Además de ser médico del infierno, Patrick tocaba el violoncelo y era un pintor de talento. Había hecho un retrato al pastel de Jessica una noche que habían quedado. Huelga decir que Jessica lo tenía enterrado en un rincón del garaje.

Jessica acariciaba su bebida mientras Patrick se tomaba otra. Permanecieron embobados el uno frente al otro, flirteando de la manera más natural, igual que en los viejos tiempos.

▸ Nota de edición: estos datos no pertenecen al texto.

// Handlers HTTP do binário
pub mod health;
pub mod integration;

pub use health::*;
pub use integration::*;

// OAuth2 handlers (authorize, oauth2callback) estão em src/auth/handlers.rs
pub mod settings;

pub use settings::{FrontendSettings, HubSpotSettings, ServerSettings, Settings};
//! Listagem de contatos (CRM v3)

use crate::client::HubSpotClient;
use crate::error::Result;
use crate::types::ContactsPage;

/// Properties que o middleware sempre solicita ao listar contatos
pub const DEFAULT_CONTACT_PROPERTIES: &[&str] = &[
    "firstname",
    "lastname",
    "email",
    "createdate",
    "lastmodifieddate",
];

impl HubSpotClient {
    /// Lista contatos com a seleção de properties informada
    ///
    /// # Argumentos
    ///
    /// * `properties` - Nomes das properties a incluir na resposta
    ///
    /// # Retorno
    /// - `Ok(ContactsPage)`: página de contatos
    /// - `Err(HubSpotError::ApiError)`: status não-2xx (401 indica token
    ///   expirado/inválido)
    pub async fn list_contacts(&self, properties: &[&str]) -> Result<ContactsPage> {
        let endpoint = format!("/crm/v3/objects/contacts?properties={}", properties.join(","));

        self.get_json(&endpoint).await
    }
}
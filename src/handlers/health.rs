use axum::extract::State;
use axum::response::Json;
use serde_json::{json, Value};
use std::sync::Arc;

use hubspot_integration_middleware::utils::logging::*;
use hubspot_integration_middleware::AppState;

pub async fn health_check() -> Json<Value> {
    log_health_check();

    Json(json!({
        "status": "healthy",
        "service": "hubspot-integration-middleware",
        "version": env!("CARGO_PKG_VERSION"),
        "timestamp": chrono::Utc::now().to_rfc3339()
    }))
}

pub async fn status_check(State(state): State<Arc<AppState>>) -> Json<Value> {
    log_integration_status_check();

    let oauth_configured =
        !state.oauth.client_id.is_empty() && !state.oauth.client_secret.is_empty();

    Json(json!({
        "service": "hubspot-integration-middleware",
        "version": env!("CARGO_PKG_VERSION"),
        "timestamp": chrono::Utc::now().to_rfc3339(),
        "environment": std::env::var("RUN_MODE").unwrap_or_else(|_| "development".to_string()),
        "integrations": {
            "hubspot": {
                "oauth_configured": oauth_configured,
                "redirect_uri": state.oauth.redirect_uri,
                "base_url": state.settings.hubspot.base_url,
                "resource": "contacts"
            }
        },
        "state_store": {
            "backend": "in-memory",
            "ttl_seconds": hubspot_integration_middleware::auth::EPHEMERAL_TTL_SECONDS
        },
        "frontend_origin": state.settings.frontend.origin
    }))
}
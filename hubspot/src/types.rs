//! Tipos da API de contatos do HubSpot (CRM v3)

use serde::{Deserialize, Serialize};

/// Um contato retornado por `GET /crm/v3/objects/contacts`
#[derive(Debug, Clone, Serialize, Deserialize)]
pub struct Contact {
    /// Identificador do registro no HubSpot
    pub id: String,

    /// Properties solicitadas via query string
    #[serde(default)]
    pub properties: ContactProperties,
}

/// Properties de contato que o middleware solicita
///
/// Timestamps (`createdate`, `lastmodifieddate`) são strings opacas do
/// provider — não são parseadas nem validadas nesta camada.
#[derive(Debug, Clone, Default, Serialize, Deserialize)]
pub struct ContactProperties {
    pub firstname: Option<String>,
    pub lastname: Option<String>,
    pub email: Option<String>,
    pub createdate: Option<String>,
    pub lastmodifieddate: Option<String>,
}

/// Uma página de resultados da listagem de contatos
#[derive(Debug, Clone, Serialize, Deserialize)]
pub struct ContactsPage {
    #[serde(default)]
    pub results: Vec<Contact>,
}

#[cfg(test)]
mod tests {
    use super::*;

    #[test]
    fn test_contact_deserialization() {
        let json = r#"{
            "id": "51",
            "properties": {
                "firstname": "Jane",
                "lastname": "Doe",
                "email": "jane@example.com",
                "createdate": "2024-03-01T10:00:00Z",
                "lastmodifieddate": "2024-03-02T11:00:00Z"
            }
        }"#;

        let contact: Contact = serde_json::from_str(json).unwrap();
        assert_eq!(contact.id, "51");
        assert_eq!(contact.properties.firstname.as_deref(), Some("Jane"));
        assert_eq!(contact.properties.email.as_deref(), Some("jane@example.com"));
    }

    #[test]
    fn test_contact_with_missing_properties() {
        // HubSpot omite properties vazias dependendo do registro
        let json = r#"{"id": "77", "properties": {}}"#;

        let contact: Contact = serde_json::from_str(json).unwrap();
        assert_eq!(contact.id, "77");
        assert!(contact.properties.firstname.is_none());
        assert!(contact.properties.email.is_none());
    }

    #[test]
    fn test_contacts_page_ignores_paging_metadata() {
        let json = r#"{
            "results": [{"id": "1", "properties": {}}],
            "paging": {"next": {"after": "2"}}
        }"#;

        let page: ContactsPage = serde_json::from_str(json).unwrap();
        assert_eq!(page.results.len(), 1);
    }
}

Las manos rozando, el eléctrico frote de los pies debajo de la mesa. Patrick también le dijo que estaba dedicando parte de su tiempo a una nueva clínica gratuita situada en la avenida del Álamo. Jessica le dijo que ella estaba pensando en pintar el salón. Siempre que tenía a Patrick Farrell cerca de ella, le entraba el complejo de inútil social.

Hacia las once, Patrick la acompañó al coche, que estaba aparcado en la calle Tres. Luego llegó el momento que ella sabía que iba a llegar. El whisky ayudó a allanar el camino.

—Entonces… ¿cenamos la semana que viene, tal vez? —preguntó Patrick.

—Bueno, yo… ya sabes… —carraspeó Jessica.

—Sólo amigos —puntualizó Patrick—. Nada inconveniente.

—Bueno, entonces déjalo —replicó Jessica—. Si no podemos hacer algo inconveniente, ¿para qué, entonces?

Patrick rió otra vez. Jessica había olvidado lo mágica que podía ser su risa. Hacía mucho tiempo del día en que Vincent y ella habían encontrado algo de que reírse.

—Bueno. Vale —rectificó Jessica, después de haber tratado, sin conseguirlo, de encontrar una sola razón para no salir a cenar con un viejo amigo—. ¿Por qué no?

—Estupendo —exclamó Patrick. Se inclinó hacia delante y le besó suavemente la herida de su mejilla derecha—. Es un remedio irlandés —agregó—. La herida estará mejor mañana por la mañana. Seguro.

—Gracias, doctor.

—Te llamo.

—Vale.

Patrick le guiñó un ojo, dejando sueltos cientos de gorriones en el pecho de Jessica. Levantó los puños, en una postura defensiva de boxeador, y luego alargó la mano para alisarle el pelo a Jessica. Se volvió y se dirigió a su coche.

Jessica lo vio irse.

Se tocó la mejilla: sentía aún el calor de sus labios. Y no le sorprendió en absoluto que el dolor que había sentido en la cara hubiera empezado ya a remitir.